A Nutritional Psychiatrist and trained chef, Dr. Uma Naidoo, has written a book about it called This is Your Brain on Food. She’s the Director of the Department of Nutritional and Lifestyle Psychiatry at Massachusetts General Hospital and is a faculty member at Harvard Medical School. 

Several medical studies show the importance nutrition has on physical health, as well as mental and emotional health. As the author outlines, the relationship between the gut and the brain is strong through the release of hormones during digestion. Less nutrient dense foods or “empty calories” along with dyes, chemicals, and preservatives can cause inflammation in the body. That makes us feel stressed, anxious, and depressed.

The author states eating less inflammatory foods and more nutrient-dense foods calm the body and brain. As food is digested and broken down into vitamins, minerals and nutrients, serotonin is released, a hormone that’s lacking in people suffering from depression.

So what should we eat more of to feel better in mind and body? She says to eat the rainbow, for starters. A wide variety of colorful fruits and vegetables like leafy greens, peppers, and berries, which contain numerous beneficial vitamins and minerals. Foods high in Omega 3’s like sardines, salmon, chia and flax seeds reduce inflammation in the brain. Nuts are a big winner too for their nutritional breakdown.

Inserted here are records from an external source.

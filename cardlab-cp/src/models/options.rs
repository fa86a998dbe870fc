//! User-selected capability flags for a batch.

use serde::{Deserialize, Serialize};

fn default_true() -> bool {
    true
}

/// Capability selections submitted with a batch.
///
/// Orientation checking is not listed here: it is a prerequisite step and is
/// always enabled by the plan builder. Enabling `generate_description`
/// without `identify` and `grade` is a caller concern; the engine will run
/// description generation with whatever data is available.
#[derive(Debug, Clone, Serialize, Deserialize)]
pub struct ProcessingOptions {
    #[serde(default = "default_true")]
    pub remove_background: bool,
    #[serde(default = "default_true")]
    pub identify: bool,
    #[serde(default = "default_true")]
    pub grade: bool,
    #[serde(default)]
    pub enhance: bool,
    #[serde(default = "default_true")]
    pub generate_description: bool,
}

impl Default for ProcessingOptions {
    fn default() -> Self {
        Self {
            remove_background: true,
            identify: true,
            grade: true,
            enhance: false,
            generate_description: true,
        }
    }
}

Foods that should be limited are anything high in sugar or artificial sweeteners, white carbs like pasta and rice, and trans fats as well as shortening and margarine. Substances like caffeine and alcohol should also be cut way back.

Keeping emotional and mental health at the forefront of our food choices is just one more reason to eat healthy. We all know we don’t feel our best after eating a heavy fast food meal. Not only do the extra calories eventually collect on our bodies overtime, which leads to higher risk of chronic disease, it perpetuates a cycle of feeling bad and eating junk. Not that comfort foods are evil, but occasional consumption instead of all the time is the best approach.

The nice thing is that we’re only ever one meal away from feeling better.